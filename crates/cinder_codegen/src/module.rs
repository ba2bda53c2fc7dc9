use std::collections::HashMap;

use cinder_bound::{FieldRef, MethodRef};
use cinder_diagnostics::{DiagnosticBag, DiagnosticMessage};
use cinder_il::Token;
use cinder_type::{
  span::Span,
  types::{TypeId, TypeStore},
};

/// Turns type and member references into metadata tokens.
///
/// Failures are reported into the diagnostics bag and produce [`Token::NIL`]; the caller keeps
/// emitting.
pub trait ModuleTranslator {
  fn types(&self) -> &TypeStore;

  fn translate_type(
    &mut self,
    ty: TypeId,
    syntax: &Span,
    diagnostics: &mut DiagnosticBag,
  ) -> Token;

  fn translate_method(
    &mut self,
    method: &MethodRef,
    syntax: &Span,
    diagnostics: &mut DiagnosticBag,
  ) -> Token;

  fn translate_field(
    &mut self,
    field: &FieldRef,
    syntax: &Span,
    diagnostics: &mut DiagnosticBag,
  ) -> Token;

  fn translate_string(
    &mut self,
    value: &str,
  ) -> Token;
}

/// Token tables shared by every method body of one compilation.
///
/// Rows are handed out in first-use order, so lowering the same bodies in the same order yields
/// the same tokens.
#[derive(Debug, Clone)]
pub struct CompilationModule {
  types: TypeStore,
  type_tokens: HashMap<TypeId, Token>,
  method_tokens: HashMap<MethodRef, Token>,
  field_tokens: HashMap<FieldRef, Token>,
  string_tokens: HashMap<String, Token>,
}

impl CompilationModule {
  pub fn new(types: TypeStore) -> Self {
    Self {
      types,
      type_tokens: HashMap::new(),
      method_tokens: HashMap::new(),
      field_tokens: HashMap::new(),
      string_tokens: HashMap::new(),
    }
  }

  pub fn types_mut(&mut self) -> &mut TypeStore {
    &mut self.types
  }

  pub fn type_count(&self) -> usize {
    self.type_tokens.len()
  }

  pub fn method_count(&self) -> usize {
    self.method_tokens.len()
  }

  fn method_is_resolvable(
    &self,
    method: &MethodRef,
  ) -> bool {
    !self.types.is_error(&method.declaring_type)
      && !self.types.is_error(&method.return_type)
      && method.parameters.iter().all(|p| !self.types.is_error(p))
  }
}

fn next_token<K>(
  table: &HashMap<K, Token>,
  kind: u8,
) -> Token {
  Token::new(kind, table.len() as u32 + 1)
}

impl ModuleTranslator for CompilationModule {
  fn types(&self) -> &TypeStore {
    &self.types
  }

  fn translate_type(
    &mut self,
    ty: TypeId,
    syntax: &Span,
    diagnostics: &mut DiagnosticBag,
  ) -> Token {
    if self.types.is_error(&ty) {
      diagnostics.report(DiagnosticMessage::UnresolvedType {
        name: self.types.type_name(&ty),
        span: syntax.clone(),
      });
      return Token::NIL;
    }

    if let Some(token) = self.type_tokens.get(&ty) {
      return *token;
    }

    let token = next_token(&self.type_tokens, Token::TYPE_TABLE);
    self.type_tokens.insert(ty, token);
    token
  }

  fn translate_method(
    &mut self,
    method: &MethodRef,
    syntax: &Span,
    diagnostics: &mut DiagnosticBag,
  ) -> Token {
    if !self.method_is_resolvable(method) {
      diagnostics.report(DiagnosticMessage::UnresolvedMethod {
        name: format!("{}::{}", self.types.type_name(&method.declaring_type), method.name),
        span: syntax.clone(),
      });
      return Token::NIL;
    }

    if let Some(token) = self.method_tokens.get(method) {
      return *token;
    }

    let token = next_token(&self.method_tokens, Token::METHOD_TABLE);
    self.method_tokens.insert(method.clone(), token);
    token
  }

  fn translate_field(
    &mut self,
    field: &FieldRef,
    syntax: &Span,
    diagnostics: &mut DiagnosticBag,
  ) -> Token {
    if self.types.is_error(&field.declaring_type) || self.types.is_error(&field.ty) {
      diagnostics.report(DiagnosticMessage::UnresolvedField {
        name: format!("{}::{}", self.types.type_name(&field.declaring_type), field.name),
        span: syntax.clone(),
      });
      return Token::NIL;
    }

    if let Some(token) = self.field_tokens.get(field) {
      return *token;
    }

    let token = next_token(&self.field_tokens, Token::FIELD_TABLE);
    self.field_tokens.insert(field.clone(), token);
    token
  }

  fn translate_string(
    &mut self,
    value: &str,
  ) -> Token {
    if let Some(token) = self.string_tokens.get(value) {
      return *token;
    }

    let token = next_token(&self.string_tokens, Token::STRING_HEAP);
    self.string_tokens.insert(value.to_string(), token);
    token
  }
}

#[cfg(test)]
mod tests {
  use super::*;

  fn widget_method(types: &TypeStore) -> MethodRef {
    MethodRef {
      name: "Run".to_string(),
      declaring_type: types.object(),
      parameters: vec![types.i32()],
      return_type: types.void(),
      returns_void: true,
      is_static: true,
      is_virtual: false,
    }
  }

  #[test]
  fn test_tokens_are_stable_per_reference() {
    let mut module = CompilationModule::new(TypeStore::new());
    let mut diagnostics = DiagnosticBag::new();
    let i32_ty = module.types().i32();
    let string_ty = module.types().string();
    let span = Span::synthetic();

    let first = module.translate_type(i32_ty, &span, &mut diagnostics);
    let second = module.translate_type(string_ty, &span, &mut diagnostics);
    let again = module.translate_type(i32_ty, &span, &mut diagnostics);

    assert_eq!(first, Token(0x0200_0001));
    assert_eq!(second, Token(0x0200_0002));
    assert_eq!(again, first);
    assert_eq!(module.type_count(), 2);
    assert!(diagnostics.is_empty());
  }

  #[test]
  fn test_tables_are_separate() {
    let mut module = CompilationModule::new(TypeStore::new());
    let mut diagnostics = DiagnosticBag::new();
    let method = widget_method(module.types());

    let token = module.translate_method(&method, &Span::synthetic(), &mut diagnostics);
    let text = module.translate_string("hello");

    assert_eq!(token, Token(0x0600_0001));
    assert_eq!(text, Token(0x7000_0001));
    assert_eq!(module.translate_string("hello"), text);
  }

  #[test]
  fn test_error_type_reports_and_yields_nil() {
    let mut module = CompilationModule::new(TypeStore::new());
    let mut diagnostics = DiagnosticBag::new();
    let error = module.types().error();

    let token = module.translate_type(error, &Span::synthetic(), &mut diagnostics);

    assert!(token.is_nil());
    assert!(diagnostics.has_errors());
    assert_eq!(diagnostics.codes(), vec!["C0001"]);
  }

  #[test]
  fn test_member_of_error_type_reports() {
    let mut module = CompilationModule::new(TypeStore::new());
    let mut diagnostics = DiagnosticBag::new();
    let error = module.types().error();
    let mut method = widget_method(module.types());
    method.declaring_type = error;
    let field = FieldRef {
      name: "count".to_string(),
      declaring_type: error,
      ty: module.types().i32(),
      is_static: true,
    };

    assert!(module.translate_method(&method, &Span::synthetic(), &mut diagnostics).is_nil());
    assert!(module.translate_field(&field, &Span::synthetic(), &mut diagnostics).is_nil());
    assert_eq!(diagnostics.codes(), vec!["C0002", "C0003"]);
    assert_eq!(module.method_count(), 0);
  }
}
use std::fmt;

/// The walk stopped early. The reason is already in the diagnostics bag.
#[derive(Debug, Clone, Copy, PartialEq, Eq)]
pub struct EmitCancelled;

impl fmt::Display for EmitCancelled {
  fn fmt(
    &self,
    f: &mut fmt::Formatter<'_>,
  ) -> fmt::Result {
    write!(f, "code generation cancelled")
  }
}

impl std::error::Error for EmitCancelled {}

pub type EmitResult<T = ()> = Result<T, EmitCancelled>;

==================================================

Try it: Retype each entry exactly, missing none.

Task output:
filename crates/cinder_codegen/src/module.rs
repository ba2bda53c2fc7dc9
use std::collections::HashMap;

use cinder_bound::{FieldRef, MethodRef};
use cinder_diagnostics::{DiagnosticBag, DiagnosticMessage};
use cinder_il::Token;
use cinder_type::{
  span::Span,
  types::{TypeId, TypeStore},
};

/// Turns type and member references into metadata tokens.
///
/// Failures are reported into the diagnostics bag and produce [`Token::NIL`]; the caller keeps
/// emitting.
pub trait ModuleTranslator {
  fn types(&self) -> &TypeStore;

  fn translate_type(
    &mut self,
    ty: TypeId,
    syntax: &Span,
    diagnostics: &mut DiagnosticBag,
  ) -> Token;

  fn translate_method(
    &mut self,
    method: &MethodRef,
    syntax: &Span,
    diagnostics: &mut DiagnosticBag,
  ) -> Token;

  fn translate_field(
    &mut self,
    field: &FieldRef,
    syntax: &Span,
    diagnostics: &mut DiagnosticBag,
  ) -> Token;

  fn translate_string(
    &mut self,
    value: &str,
  ) -> Token;
}

/// Token tables shared by every method body of one compilation.
///
/// Rows are handed out in first-use order, so lowering the same bodies in the same order yields
/// the same tokens.
#[derive(Debug, Clone)]
pub struct CompilationModule {
  types: TypeStore,
  type_tokens: HashMap<TypeId, Token>,
  method_tokens: HashMap<MethodRef, Token>,
  field_tokens: HashMap<FieldRef, Token>,
  string_tokens: HashMap<String, Token>,
}

impl CompilationModule {
  pub fn new(types: TypeStore) -> Self {
    Self {
      types,
      type_tokens: HashMap::new(),
      method_tokens: HashMap::new(),
      field_tokens: HashMap::new(),
      string_tokens: HashMap::new(),
    }
  }

  pub fn types_mut(&mut self) -> &mut TypeStore {
    &mut self.types
  }

  pub fn type_count(&self) -> usize {
    self.type_tokens.len()
  }

  pub fn method_count(&self) -> usize {
    self.method_tokens.len()
  }

  fn method_is_resolvable(
    &self,
    method: &MethodRef,
  ) -> bool {
    !self.types.is_error(&method.declaring_type)
      && !self.types.is_error(&method.return_type)
      && method.parameters.iter().all(|p| !self.types.is_error(p))
  }
}

fn next_token<K>(
  table: &HashMap<K, Token>,
  kind: u8,
) -> Token {
  Token::new(kind, table.len() as u32 + 1)
}

impl ModuleTranslator for CompilationModule {
  fn types(&self) -> &TypeStore {
    &self.types
  }

  fn translate_type(
    &mut self,
    ty: TypeId,
    syntax: &Span,
    diagnostics: &mut DiagnosticBag,
  ) -> Token {
    if self.types.is_error(&ty) {
      diagnostics.report(DiagnosticMessage::UnresolvedType {
        name: self.types.type_name(&ty),
        span: syntax.clone(),
      });
      return Token::NIL;
    }

    if let Some(token) = self.type_tokens.get(&ty) {
      return *token;
    }

    let token = next_token(&self.type_tokens, Token::TYPE_TABLE);
    self.type_tokens.insert(ty, token);
    token
  }

  fn translate_method(
    &mut self,
    method: &MethodRef,
    syntax: &Span,
    diagnostics: &mut DiagnosticBag,
  ) -> Token {
    if !self.method_is_resolvable(method) {
      diagnostics.report(DiagnosticMessage::UnresolvedMethod {
        name: format!("{}::{}", self.types.type_name(&method.declaring_type), method.name),
        span: syntax.clone(),
      });
      return Token::NIL;
    }

    if let Some(token) = self.method_tokens.get(method) {
      return *token;
    }

    let token = next_token(&self.method_tokens, Token::METHOD_TABLE);
    self.method_tokens.insert(method.clone(), token);
    token
  }

  fn translate_field(
    &mut self,
    field: &FieldRef,
    syntax: &Span,
    diagnostics: &mut DiagnosticBag,
  ) -> Token {
    if self.types.is_error(&field.declaring_type) || self.types.is_error(&field.ty) {
      diagnostics.report(DiagnosticMessage::UnresolvedField {
        name: format!("{}::{}", self.types.type_name(&field.declaring_type), field.name),
        span: syntax.clone(),
      });
      return Token::NIL;
    }

    if let Some(token) = self.field_tokens.get(field) {
      return *token;
    }

    let token = next_token(&self.field_tokens, Token::FIELD_TABLE);
    self.field_tokens.insert(field.clone(), token);
    token
  }

  fn translate_string(
    &mut self,
    value: &str,
  ) -> Token {
    if let Some(token) = self.string_tokens.get(value) {
      return *token;
    }

    let token = next_token(&self.string_tokens, Token::STRING_HEAP);
    self.string_tokens.insert(value.to_string(), token);
    token
  }
}

#[cfg(test)]
mod tests {
  use super::*;

  fn widget_method(types: &TypeStore) -> MethodRef {
    MethodRef {
      name: "Run".to_string(),
      declaring_type: types.object(),
      parameters: vec![types.i32()],
      return_type: types.void(),
      returns_void: true,
      is_static: true,
      is_virtual: false,
    }
  }

  #[test]
  fn test_tokens_are_stable_per_reference() {
    let mut module = CompilationModule::new(TypeStore::new());
    let mut diagnostics = DiagnosticBag::new();
    let i32_ty = module.types().i32();
    let string_ty = module.types().string();
    let span = Span::synthetic();

    let first = module.translate_type(i32_ty, &span, &mut diagnostics);
    let second = module.translate_type(string_ty, &span, &mut diagnostics);
    let again = module.translate_type(i32_ty, &span, &mut diagnostics);

    assert_eq!(first, Token(0x0200_0001));
    assert_eq!(second, Token(0x0200_0002));
    assert_eq!(again, first);
    assert_eq!(module.type_count(), 2);
    assert!(diagnostics.is_empty());
  }

  #[test]
  fn test_tables_are_separate() {
    let mut module = CompilationModule::new(TypeStore::new());
    let mut diagnostics = DiagnosticBag::new();
    let method = widget_method(module.types());

    let token = module.translate_method(&method, &Span::synthetic(), &mut diagnostics);
    let text = module.translate_string("hello");

    assert_eq!(token, Token(0x0600_0001));
    assert_eq!(text, Token(0x7000_0001));
    assert_eq!(module.translate_string("hello"), text);
  }

  #[test]
  fn test_error_type_reports_and_yields_nil() {
    let mut module = CompilationModule::new(TypeStore::new());
    let mut diagnostics = DiagnosticBag::new();
    let error = module.types().error();

    let token = module.translate_type(error, &Span::synthetic(), &mut diagnostics);

    assert!(token.is_nil());
    assert!(diagnostics.has_errors());
    assert_eq!(diagnostics.codes(), vec!["C0001"]);
  }

  #[test]
  fn test_member_of_error_type_reports() {
    let mut module = CompilationModule::new(TypeStore::new());
    let mut diagnostics = DiagnosticBag::new();
    let error = module.types().error();
    let mut method = widget_method(module.types());
    method.declaring_type = error;
    let field = FieldRef {
      name: "count".to_string(),
      declaring_type: error,
      ty: module.types().i32(),
      is_static: true,
    };

    assert!(module.translate_method(&method, &Span::synthetic(), &mut diagnostics).is_nil());
    assert!(module.translate_field(&field, &Span::synthetic(), &mut diagnostics).is_nil());
    assert_eq!(diagnostics.codes(), vec!["C0002", "C0003"]);
    assert_eq!(module.method_count(), 0);
  }
}
use std::fmt;

/// The walk stopped early. The reason is already in the diagnostics bag.
#[derive(Debug, Clone, Copy, PartialEq, Eq)]
pub struct EmitCancelled;

impl fmt::Display for EmitCancelled {
  fn fmt(
    &self,
    f: &mut fmt::Formatter<'_>,
  ) -> fmt::Result {
    write!(f, "code generation cancelled")
  }
}

impl std::error::Error for EmitCancelled {}

pub type EmitResult<T = ()> = Result<T, EmitCancelled>;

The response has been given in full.